Lord Lofthouse has been conducting an investigation into claims of double charging and today handed a report to the prime minister concluding that some firms have taken donations from miners while also accepting government fees – effectively being paid twice for winning compensation cases and reducing miners’ compensation packages.

At least two firms have made £100 million, Lord Lofthouse said, while miners have lost out through voluntary legal fees. He argues firms should now feel “shamed” into returning donations from miners.

“It’s immoral, when men have worked down the mine all their life, they’re suffering from this dreadful disease, when the government’s been generous,” He told the BBC’s Today programme.
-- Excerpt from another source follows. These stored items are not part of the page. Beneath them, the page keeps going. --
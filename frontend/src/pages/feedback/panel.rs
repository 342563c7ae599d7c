use crate::{
    pages::feedback::components::FeedbackList,
    state::feedback::{use_feedback, FeedbackScope, FeedbackStore},
};
use leptos::*;

#[component]
pub fn FeedbackPage() -> impl IntoView {
    let feedback = use_feedback();
    let loader = feedback.clone();
    let reload = Callback::new(move |_: ()| {
        let store = loader.clone();
        spawn_local(async move {
            let _ = store.refresh(FeedbackScope::Received).await;
        });
    });
    create_effect(move |_| reload.call(()));
    let FeedbackStore { items, resource, .. } = feedback;
    let loading = resource.loading;

    view! {
        <div class="space-y-6">
            <div class="flex items-start justify-between">
                <div>
                    <h2 class="text-2xl font-bold text-fg">"Feedback Received"</h2>
                    <p class="text-fg-muted mt-1">"View feedback and recognition from your colleagues"</p>
                </div>
                <button
                    type="button"
                    class="text-sm text-fg-muted hover:text-fg"
                    disabled=move || loading.get()
                    on:click=move |_| reload.call(())
                >
                    "Refresh"
                </button>
            </div>
            <FeedbackList
                items=items
                loading=loading
                error=resource.error
            />
        </div>
    }
}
“I’ve spent a lot of time over this last 30 years, I presented five bills in the House of Commons on this subject. I haven’t worked all these years to fill the pockets of greedy solicitors.”

The Department for Trade and Industry (DTI) are already aware of the issue and Mr Blair confirmed today that an investigation is ongoing.

A DTI spokesperson insisted the department was “doing everything it possibly can” to contact affected miners and help them reclaim fees. However, because it is a “moral issue not a legal issue,” there is little it can do to force firms to repay fees.

A report from the DTI in December said some claimants “appeared to have been invited” to make contributions to solicitors without it being made “crystal clear” that this was a choice.

In February the Law Society wrote to senior managers at the law firms involved and urged them to repay the fees.

The compensation scheme, which makes monetary payments to miners for injuries such as chronic lung disease, has so far paid out £3.4 billion to some 760,000 former employees of British Coal.

The energy minister Malcolm Wicks described this as a “debt of honour”, adding it would eventually rise to £5 billion by the close of the scheme.